Saturday, December 15, 2007

Education as ‘Learning to Do’ and ‘Learning to Be’

Learning to Be and Learning to Do have to become two inseparable aspects of any education designed to help the human child to achieve life fulfillment. Modern education all over the world has so far concentrated only on the Learning to Do aspect. The high efficiency achieved by modern Western man, and the Japanese, in this field is the product of the discipline of physical science and its technological fruits. Our own country, though backward in this field at the beginning of the modern period, is steadily catching up since our political independence. When all our children, from the primary to the school final levels, apart from the few that go up to the university levels, will receive the blessings of education in modern science, reinforced by a wide range of technical training courses, we can expect to see a high level of practical efficiency in our nation. That will mark a tremendous augmentation of the human energy resources in our country, unprecedented in our long history. We have to take all steps to orient our current educational processes in the direction of motivating and guiding our students to acquire the energy resources available from knowledge, organization, and self-discipline. ‘The nation must acquire scientific pluck and genius’, said Swami Vivekananda even at the close of the last century. Our philosophy assures us that vast energy resources are present in every child; education is the tapas, the discipline, that helps in making them manifest, like the striking that manifests the fire already present in a matchstick.

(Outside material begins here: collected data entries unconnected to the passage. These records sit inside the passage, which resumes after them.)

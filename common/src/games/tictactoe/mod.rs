mod board;
mod bot_controller;
mod error;
mod evaluator;
mod minimax;
mod settings;
mod turn_controller;
mod types;
mod win_detector;

pub use board::Board;
pub use bot_controller::{
    BotMove, EXHAUSTIVE_SEARCH_LIMIT, MovePolicy, calculate_minimax_move, calculate_move,
    random_move,
};
pub use error::{BoardError, GameError};
pub use evaluator::{DRAW_SCORE, LOSS_SCORE, Score, WIN_SCORE, evaluate, terminal_score};
pub use minimax::{SearchResult, search};
pub use settings::{GameSettings, MAX_BOARD_SIZE, SETTINGS_FILE_NAME, get_settings_manager};
pub use turn_controller::{HumanPlayer, TurnController};
pub use types::{FirstPlayerMode, Mark, Outcome, Position, TurnState, WinningLine};
pub use win_detector::{
    Line, check_win, check_win_with_line, has_win, is_terminal, line_count, lines_for,
    wins_through,
};
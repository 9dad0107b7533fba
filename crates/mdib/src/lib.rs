//! MDIB: the in-memory medical device information base of an SDC provider.
//!
//! This crate keeps a device's descriptor tree and its runtime states,
//! validates every change batch against the BICEPS containment rules and
//! assigns descriptor, state and MDIB versions.
//!
//! # Overview
//!
//! An MDIB is a tree of descriptors identified by handles:
//! - **Descriptors** describe structure (MDS, VMD, channel, metric, ...)
//! - **States** carry runtime values; most descriptors own exactly one state,
//!   context descriptors own any number of context states
//! - **Versions** grow monotonically per descriptor, per state and per write
//!
//! Writes go through a preprocessing chain that rejects duplicate handles,
//! misplaced descriptors and cardinality violations before anything reaches
//! the store. A rejected batch changes nothing.
//!
//! # Quick Start
//!
//! ```rust
//! use mdib::{LocalMdibAccess, MdibAccess, ViolationKind};
//! use mdib::model::{Descriptor, DescriptionModifications, DescriptorKind, State, StateKind, StateModifications};
//!
//! let mdib = LocalMdibAccess::new();
//!
//! // Insert a device with one channel and one metric
//! let batch = DescriptionModifications::new()
//!     .insert(Descriptor::new("mds0", DescriptorKind::Mds), [State::new(StateKind::Mds, "mds0")], None)
//!     .insert(Descriptor::new("vmd0", DescriptorKind::Vmd), [State::new(StateKind::Vmd, "vmd0")], Some("mds0".into()))
//!     .insert(Descriptor::new("ch0", DescriptorKind::Channel), [State::new(StateKind::Channel, "ch0")], Some("vmd0".into()))
//!     .insert(
//!         Descriptor::new("hr", DescriptorKind::NumericMetric),
//!         [State::new(StateKind::NumericMetric, "hr")],
//!         Some("ch0".into()),
//!     );
//! mdib.write_description(batch).unwrap();
//!
//! // Update a metric value
//! let states = StateModifications::new()
//!     .add(State::new(StateKind::NumericMetric, "hr").with_attribute("value", "72"));
//! let result = mdib.write_states(states).unwrap();
//! assert_eq!(result.iter_states().next().unwrap().state_version, 1);
//!
//! // A second MDS handle collision is rejected
//! let duplicate = DescriptionModifications::new()
//!     .insert(Descriptor::new("hr", DescriptorKind::Mds), [State::new(StateKind::Mds, "hr")], None);
//! let err = mdib.write_description(duplicate).unwrap_err();
//! assert_eq!(err.kind(), ViolationKind::DuplicateHandle);
//!
//! let txn = mdib.start_transaction();
//! assert_eq!(txn.state("hr").unwrap().attributes["value"], "72");
//! ```
//!
//! # Modules
//!
//! - [`model`]: Handles, kinds, descriptors, states, entities and change batches
//! - [`access`]: Read API and the locked MDIB host
//! - [`preprocessing`]: Validation and versioning segments
//! - [`storage`]: The entity store and commit results
//! - [`taxonomy`]: BICEPS containment rules
//! - [`config`]: MDIB options
//! - [`error`]: Error types

pub mod access;
pub mod config;
pub mod error;
pub mod model;
pub mod preprocessing;
pub mod storage;
pub mod taxonomy;

// Re-export commonly used types at crate root
pub use access::{LocalMdibAccess, MdibAccess, ReadTransaction};
pub use config::MdibConfig;
pub use error::{PreprocessingError, Violation, ViolationKind};
pub use model::{
    ChangeKind, Descriptor, DescriptionModifications, DescriptorKind, EntityStates, Handle,
    MdibEntity, MdibVersion, State, StateKind, StateModifications,
};
pub use preprocessing::{PreprocessingChain, PreprocessingSegment};
pub use storage::{MdibStorage, WriteDescriptionResult, WriteStateResult};
pub use taxonomy::{StandardTaxonomy, Taxonomy};

/// Crate version.
pub const VERSION: &str = env!("CARGO_PKG_VERSION");
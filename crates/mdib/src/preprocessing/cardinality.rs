//! Child cardinality checks.

use std::sync::Arc;

use crate::access::MdibAccess;
use crate::error::Violation;
use crate::model::{ChangeKind, DescriptionModifications};
use crate::preprocessing::PreprocessingSegment;
use crate::storage::MdibStorage;
use crate::taxonomy::Taxonomy;

/// Rejects a second child of a single-child kind under the same parent.
///
/// Both children already in the store and other inserts of the same batch
/// count. Root inserts are never limited.
pub struct CardinalityChecker {
    taxonomy: Arc<dyn Taxonomy>,
}

impl CardinalityChecker {
    pub fn new(taxonomy: Arc<dyn Taxonomy>) -> Self {
        Self { taxonomy }
    }
}

impl PreprocessingSegment for CardinalityChecker {
    fn name(&self) -> &'static str {
        "CardinalityChecker"
    }

    fn process_description(
        &mut self,
        batch: &mut DescriptionModifications,
        index: usize,
        storage: &MdibStorage,
    ) -> Result<(), Violation> {
        let Some(item) = batch.get(index) else {
            return Ok(());
        };
        if item.kind != ChangeKind::Insert {
            return Ok(());
        }
        let Some(parent) = &item.parent else {
            return Ok(());
        };
        let kind = item.descriptor.kind;
        if self.taxonomy.is_many_children_allowed(kind) {
            return Ok(());
        }

        let inserted_twice = batch.items().iter().enumerate().any(|(i, other)| {
            i != index
                && other.kind == ChangeKind::Insert
                && other.parent.as_ref() == Some(parent)
                && other.descriptor.kind == kind
        });
        if inserted_twice {
            return Err(Violation::ChildInsertedTwice {
                parent: parent.clone(),
                kind,
            });
        }

        if !storage.children_by_kind(parent.as_str(), kind).is_empty() {
            return Err(Violation::ChildExists {
                parent: parent.clone(),
                kind,
            });
        }
        Ok(())
    }
}
//! Descriptor and state version assignment.
//!
//! Versions are tracked per handle as a [`VersionPair`]. Descriptor versions
//! grow by one per structural change of a handle, state versions by one per
//! value change of a state handle, independently of each other. Context
//! states are tracked under their own handles.

use std::sync::Arc;

use rustc_hash::{FxHashMap, FxHashSet};
use tracing::trace;

use crate::access::MdibAccess;
use crate::error::Violation;
use crate::model::{
    ChangeKind, DescriptionItem, DescriptionModifications, EntityStates, Handle,
    StateModifications, UNVERSIONED, Version,
};
use crate::preprocessing::PreprocessingSegment;
use crate::storage::MdibStorage;
use crate::taxonomy::Taxonomy;

/// Last assigned descriptor and state version of a handle.
#[derive(Debug, Clone, Copy, PartialEq, Eq)]
pub struct VersionPair {
    pub descriptor_version: Version,
    pub state_version: Version,
}

impl Default for VersionPair {
    fn default() -> Self {
        Self {
            descriptor_version: UNVERSIONED,
            state_version: UNVERSIONED,
        }
    }
}

/// Assigns descriptor and state versions.
///
/// A descriptor is bumped at most once per batch. Handles missing from the
/// cache but present in the store are seeded from the stored versions.
///
/// Versions assigned while a batch is processed are kept in a per-batch
/// overlay and only become part of the cache in `after_batch`, so a rejected
/// batch leaves no trace.
pub struct VersionHandler {
    taxonomy: Arc<dyn Taxonomy>,
    versions: FxHashMap<Handle, VersionPair>,
    pending: FxHashMap<Handle, VersionPair>,
    updated_in_batch: FxHashSet<Handle>,
}

impl VersionHandler {
    pub fn new(taxonomy: Arc<dyn Taxonomy>) -> Self {
        Self {
            taxonomy,
            versions: FxHashMap::default(),
            pending: FxHashMap::default(),
            updated_in_batch: FxHashSet::default(),
        }
    }

    /// Returns the version pair of `handle` as of the last accepted batch.
    pub fn version_pair(&self, handle: &str) -> Option<VersionPair> {
        self.versions.get(handle).copied()
    }

    /// Appends an update of the parent of the change at `index`.
    ///
    /// The parent is taken from the change itself or, for changes of stored
    /// entities, from the store. Nothing is appended if the parent is unknown
    /// or already part of the batch. Returns the parent handle if an update
    /// was appended.
    pub fn increment_parent(
        batch: &mut DescriptionModifications,
        index: usize,
        storage: &MdibStorage,
    ) -> Option<Handle> {
        let item = batch.get(index)?;
        let parent = match &item.parent {
            Some(parent) => parent.clone(),
            None => storage.entity(item.handle().as_str())?.parent.clone()?,
        };
        if batch.contains_handle(parent.as_str()) {
            return None;
        }

        let entity = storage.entity(parent.as_str())?;
        batch.push(DescriptionItem {
            kind: ChangeKind::Update,
            descriptor: entity.descriptor.clone(),
            states: entity.states.as_slice().to_vec(),
            parent: None,
        });
        trace!(parent = %parent, "appended parent update");
        Some(parent)
    }

    /// Drops every cached version of `handle`.
    fn forget(&mut self, handle: &Handle) {
        self.pending.remove(handle);
        self.versions.remove(handle);
    }

    fn known_pair(&self, handle: &Handle, storage: &MdibStorage) -> Option<VersionPair> {
        if let Some(pair) = self.pending.get(handle).or_else(|| self.versions.get(handle)) {
            return Some(*pair);
        }
        if let Some(entity) = storage.entity(handle.as_str()) {
            return Some(VersionPair {
                descriptor_version: entity.descriptor.version,
                state_version: entity
                    .states
                    .single()
                    .map_or(UNVERSIONED, |state| state.state_version),
            });
        }
        storage
            .context_state(handle.as_str())
            .map(|state| VersionPair {
                descriptor_version: state.descriptor_version,
                state_version: state.state_version,
            })
    }

    /// Bumps the descriptor version of `handle` once per batch.
    fn bump_descriptor(
        &mut self,
        handle: &Handle,
        storage: &MdibStorage,
        require_known: bool,
    ) -> Result<Version, Violation> {
        let pair = match self.known_pair(handle, storage) {
            Some(pair) => pair,
            None if require_known => {
                return Err(Violation::MissingVersion {
                    handle: handle.clone(),
                });
            }
            None => VersionPair::default(),
        };
        if self.updated_in_batch.contains(handle) {
            return Ok(pair.descriptor_version);
        }

        let descriptor_version = pair.descriptor_version + 1;
        self.pending.insert(
            handle.clone(),
            VersionPair {
                descriptor_version,
                ..pair
            },
        );
        self.updated_in_batch.insert(handle.clone());
        Ok(descriptor_version)
    }

    /// Bumps the state version of `handle` and records the descriptor version
    /// it is stamped with.
    fn bump_state(
        &mut self,
        handle: &Handle,
        descriptor_version: Version,
        storage: &MdibStorage,
    ) -> Version {
        let pair = self.known_pair(handle, storage).unwrap_or_default();
        let state_version = pair.state_version + 1;
        self.pending.insert(
            handle.clone(),
            VersionPair {
                descriptor_version,
                state_version,
            },
        );
        state_version
    }

    fn version_insert(
        &mut self,
        item: &mut DescriptionItem,
        storage: &MdibStorage,
    ) -> Result<(), Violation> {
        let descriptor_version = self.bump_descriptor(&item.descriptor.handle, storage, false)?;
        item.descriptor.version = descriptor_version;
        for state in &mut item.states {
            let handle = state.handle().clone();
            state.state_version = self.bump_state(&handle, descriptor_version, storage);
            state.descriptor_version = descriptor_version;
        }
        Ok(())
    }

    fn version_update(
        &mut self,
        item: &mut DescriptionItem,
        storage: &MdibStorage,
    ) -> Result<(), Violation> {
        let descriptor_version = self.bump_descriptor(&item.descriptor.handle, storage, true)?;
        item.descriptor.version = descriptor_version;
        for state in &mut item.states {
            let handle = state.handle().clone();
            state.state_version = self.bump_state(&handle, descriptor_version, storage);
            state.descriptor_version = descriptor_version;
        }

        if !self.taxonomy.is_multi_state_kind(item.descriptor.kind) {
            return Ok(());
        }
        // A descriptor change touches every stored context state, including
        // the ones not resubmitted with the update.
        let Some(EntityStates::Multi(stored)) = storage
            .entity(item.descriptor.handle.as_str())
            .map(|entity| &entity.states)
        else {
            return Ok(());
        };
        for stored_state in stored {
            if item.states.iter().any(|s| s.handle() == stored_state.handle()) {
                continue;
            }
            let mut state = stored_state.clone();
            state.state_version = self.bump_state(state.handle(), descriptor_version, storage);
            state.descriptor_version = descriptor_version;
            item.states.push(state);
        }
        Ok(())
    }
}

impl PreprocessingSegment for VersionHandler {
    fn name(&self) -> &'static str {
        "VersionHandler"
    }

    fn processes_states(&self) -> bool {
        true
    }

    fn before_batch(&mut self, _storage: &MdibStorage) {
        self.pending.clear();
        self.updated_in_batch.clear();
    }

    fn after_batch(&mut self, _storage: &MdibStorage) {
        self.versions.extend(self.pending.drain());
    }

    fn process_description(
        &mut self,
        batch: &mut DescriptionModifications,
        index: usize,
        storage: &MdibStorage,
    ) -> Result<(), Violation> {
        let Some(item) = batch.get_mut(index) else {
            return Ok(());
        };
        match item.kind {
            ChangeKind::Insert => self.version_insert(item, storage),
            ChangeKind::Update => self.version_update(item, storage),
            ChangeKind::Delete => Ok(()),
        }
    }

    fn process_state(
        &mut self,
        batch: &mut StateModifications,
        index: usize,
        storage: &MdibStorage,
    ) -> Result<(), Violation> {
        let Some(state) = batch.get_mut(index) else {
            return Ok(());
        };
        if storage.entity(state.descriptor_handle.as_str()).is_none() {
            // Versions of a deleted owner must not leak into the placeholder
            // created at commit time.
            self.forget(&state.descriptor_handle);
            self.forget(state.handle());
            trace!(handle = %state.descriptor_handle, "owner not in store, state left unversioned");
            return Ok(());
        }
        if state.is_context() {
            let foreign = storage
                .context_state(state.handle().as_str())
                .is_some_and(|stored| stored.descriptor_handle != state.descriptor_handle);
            if foreign {
                trace!(handle = %state.handle(), "context handle belongs to another descriptor, state left unversioned");
                return Ok(());
            }
        }
        let Some(owner) = self.known_pair(&state.descriptor_handle, storage) else {
            trace!(handle = %state.descriptor_handle, "no version known for owner, state left unversioned");
            return Ok(());
        };

        let handle = state.handle().clone();
        state.state_version = self.bump_state(&handle, owner.descriptor_version, storage);
        state.descriptor_version = owner.descriptor_version;
        Ok(())
    }
}
//! Type taxonomy lookups.
//!
//! The taxonomy answers which descriptor kinds carry multiple states, which
//! parent kinds a descriptor kind may be placed under, and how many children
//! of a kind a parent may hold. The preprocessing segments only consume it.

use rustc_hash::{FxHashMap, FxHashSet};

use crate::model::{DescriptorKind, StateKind};

/// Read-only lookup service for descriptor containment rules.
pub trait Taxonomy: Send + Sync {
    /// Returns true if descriptors of `kind` have zero or more context states.
    fn is_multi_state_kind(&self, kind: DescriptorKind) -> bool;

    /// Returns true if a parent may hold more than one child of `kind`.
    fn is_many_children_allowed(&self, kind: DescriptorKind) -> bool;

    /// Returns the kinds a descriptor of `kind` may be placed under.
    ///
    /// Empty for the root kind.
    fn allowed_parent_kinds(&self, kind: DescriptorKind) -> &[DescriptorKind];

    /// Returns the kind that forms the root of a device tree.
    fn root_kind(&self) -> DescriptorKind;

    /// Returns the state kind belonging to a descriptor kind.
    fn state_kind_for(&self, kind: DescriptorKind) -> StateKind;

    /// Returns the descriptor kind belonging to a state kind.
    fn descriptor_kind_for(&self, kind: StateKind) -> DescriptorKind;
}

lazy_static::lazy_static! {
    /// Containment rules of the BICEPS participant model.
    static ref PARENT_KINDS: FxHashMap<DescriptorKind, Vec<DescriptorKind>> = {
        use DescriptorKind::*;

        let mut rules: FxHashMap<DescriptorKind, Vec<DescriptorKind>> = FxHashMap::default();
        rules.insert(Mds, vec![]);
        rules.insert(Vmd, vec![Mds]);
        rules.insert(Channel, vec![Vmd]);
        for metric in [
            NumericMetric,
            StringMetric,
            EnumStringMetric,
            RealTimeSampleArrayMetric,
            DistributionSampleArrayMetric,
        ] {
            rules.insert(metric, vec![Channel]);
        }
        rules.insert(AlertSystem, vec![Mds, Vmd]);
        for alert in [AlertCondition, LimitAlertCondition, AlertSignal] {
            rules.insert(alert, vec![AlertSystem]);
        }
        rules.insert(Sco, vec![Mds, Vmd]);
        for operation in [
            SetValueOperation,
            SetStringOperation,
            ActivateOperation,
            SetContextStateOperation,
            SetMetricStateOperation,
            SetComponentStateOperation,
            SetAlertStateOperation,
        ] {
            rules.insert(operation, vec![Sco]);
        }
        rules.insert(SystemContext, vec![Mds]);
        for context in [
            PatientContext,
            LocationContext,
            EnsembleContext,
            WorkflowContext,
            OperatorContext,
            MeansContext,
        ] {
            rules.insert(context, vec![SystemContext]);
        }
        rules.insert(Battery, vec![Mds]);
        rules.insert(Clock, vec![Mds]);
        rules
    };

    /// Kinds of which a parent may hold at most one child.
    static ref SINGLE_CHILD_KINDS: FxHashSet<DescriptorKind> = [
        DescriptorKind::AlertSystem,
        DescriptorKind::Sco,
        DescriptorKind::SystemContext,
        DescriptorKind::PatientContext,
        DescriptorKind::LocationContext,
        DescriptorKind::Clock,
    ]
    .into_iter()
    .collect();
}

/// The BICEPS containment tree.
///
/// MDS is the root. VMDs sit under an MDS, channels under a VMD, metrics under
/// a channel. Alert systems and SCOs may sit under an MDS or VMD, at most one
/// each. System context, clock and batteries sit under an MDS; context
/// descriptors under the system context, with at most one patient and one
/// location context.
#[derive(Debug, Clone, Copy, Default)]
pub struct StandardTaxonomy;

impl StandardTaxonomy {
    /// Creates the standard taxonomy.
    pub fn new() -> Self {
        Self
    }
}

impl Taxonomy for StandardTaxonomy {
    fn is_multi_state_kind(&self, kind: DescriptorKind) -> bool {
        kind.is_context()
    }

    fn is_many_children_allowed(&self, kind: DescriptorKind) -> bool {
        !SINGLE_CHILD_KINDS.contains(&kind)
    }

    fn allowed_parent_kinds(&self, kind: DescriptorKind) -> &[DescriptorKind] {
        PARENT_KINDS.get(&kind).map(Vec::as_slice).unwrap_or(&[])
    }

    fn root_kind(&self) -> DescriptorKind {
        DescriptorKind::Mds
    }

    fn state_kind_for(&self, kind: DescriptorKind) -> StateKind {
        kind.state_kind()
    }

    fn descriptor_kind_for(&self, kind: StateKind) -> DescriptorKind {
        kind.descriptor_kind()
    }
}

Widen scope of education from "doing" to "being"
But, learning to do, if carried too far without a corresponding stress on learning to be, will result in distortions in the human psyche and in the human social situation. These distortions, and the consequent human unfulfilments, constitute the dismal shadow on the otherwise bright human horizon of the modern scientific age. Practical efficiency, resulting from the training of the intellect and the will, in a context of physical health and vitality and yoked to an endless pursuit of organic satisfactions, may lead to the stifling of the imagination and of the spirit of creativity, and a general sagging of spirit. This is already afflicting modern civilization, including the stifling of the roots of pure science by the charms of the fruits of applied science. It reveals the age-old truth that the pursuit of profit, power, and pleasure can be only counter-productive, can only lead man to alienation, sorrow, and unfulfilment, if carried too far and without the guidance of a deeper philosophy of man. Training of the imagination is necessary to foster creativity; it is the energy behind pure science, art, ethics, and religion. Referring to the importance of this faculty, Lenin said (V. I. Lenin, Complete Works, Vol.45, 5th Edition):

‘This is an extremely precious faculty. To think that it is only indispensable to poets is a mistake and foolish prejudice, It is even needed in mathematics, for without imagination neither differential or integral calculus would have been invented.’
The scope of current higher education in India and the world outside is thus severely restricted, due to its undue stress on learning to do; it has to be widened to include also learning to be. This is the only way by which the current situation of ‘human skill as the means’ accompanied by ‘human folly as to ends’, as remarked by the late Bertrand Russell (Impact of Science on Society, p. 120-21), can be transformed into human wisdom as to ends; and ‘it follows that’, he concluded by warning, ‘unless men increase in wisdom as much as in knowledge, increase of knowledge will be increase of sorrow’.

EXTRACTS FROM: Eternal Values for a Changing Society Volume III – Education for Human Excellence; 12 – Education, Science and Spirituality (Pg:144-145; ed. 1995)
This was the convocation address at the Burdwan University West Bengal on February 20, 1976.